# [PROBLEM TO SOLVE]
Each line of the records below that contains "format" needs to be copied.

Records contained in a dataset
::::::::

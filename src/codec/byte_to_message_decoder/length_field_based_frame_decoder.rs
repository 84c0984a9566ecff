//! Length-field framing.

use bytes::{Buf, BytesMut};

use crate::codec::byte_to_message_decoder::MessageDecoder;
use crate::error::PipelineError;

/// Splits a byte stream on a big-endian length field, stripping the field
/// from the emitted frame.
pub struct LengthFieldBasedFrameDecoder {
    max_frame_length: usize,
    length_field_length: usize,
}

impl LengthFieldBasedFrameDecoder {
    /// Creates a decoder with a `length_field_length`-byte header (1, 2, 4
    /// or 8) and frames capped at `max_frame_length` bytes.
    pub fn new(max_frame_length: usize, length_field_length: usize) -> Self {
        assert!(
            matches!(length_field_length, 1 | 2 | 4 | 8),
            "unsupported length field length {}",
            length_field_length
        );
        Self {
            max_frame_length,
            length_field_length,
        }
    }
}

impl MessageDecoder for LengthFieldBasedFrameDecoder {
    fn id(&self) -> String {
        "LengthFieldBasedFrameDecoder".to_string()
    }

    fn decode(&mut self, buf: &mut BytesMut) -> Result<Option<BytesMut>, PipelineError> {
        if buf.len() < self.length_field_length {
            return Ok(None);
        }

        let frame_length = (&buf[..self.length_field_length]).get_uint(self.length_field_length);
        let frame_length = usize::try_from(frame_length)
            .map_err(|_| PipelineError::Codec(format!("frame length {} overflows", frame_length)))?;
        if frame_length > self.max_frame_length {
            return Err(PipelineError::Codec(format!(
                "frame length {} exceeds max {}",
                frame_length, self.max_frame_length
            )));
        }

        if buf.len() < self.length_field_length + frame_length {
            return Ok(None);
        }

        let _ = buf.split_to(self.length_field_length);
        Ok(Some(buf.split_to(frame_length)))
    }
}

::::::::

# [RESPONSE TO THE TASK]
            .map_err(|_| PipelineError::Codec(format!("frame length {} overflows", frame_length)))?;
            return Err(PipelineError::Codec(format!(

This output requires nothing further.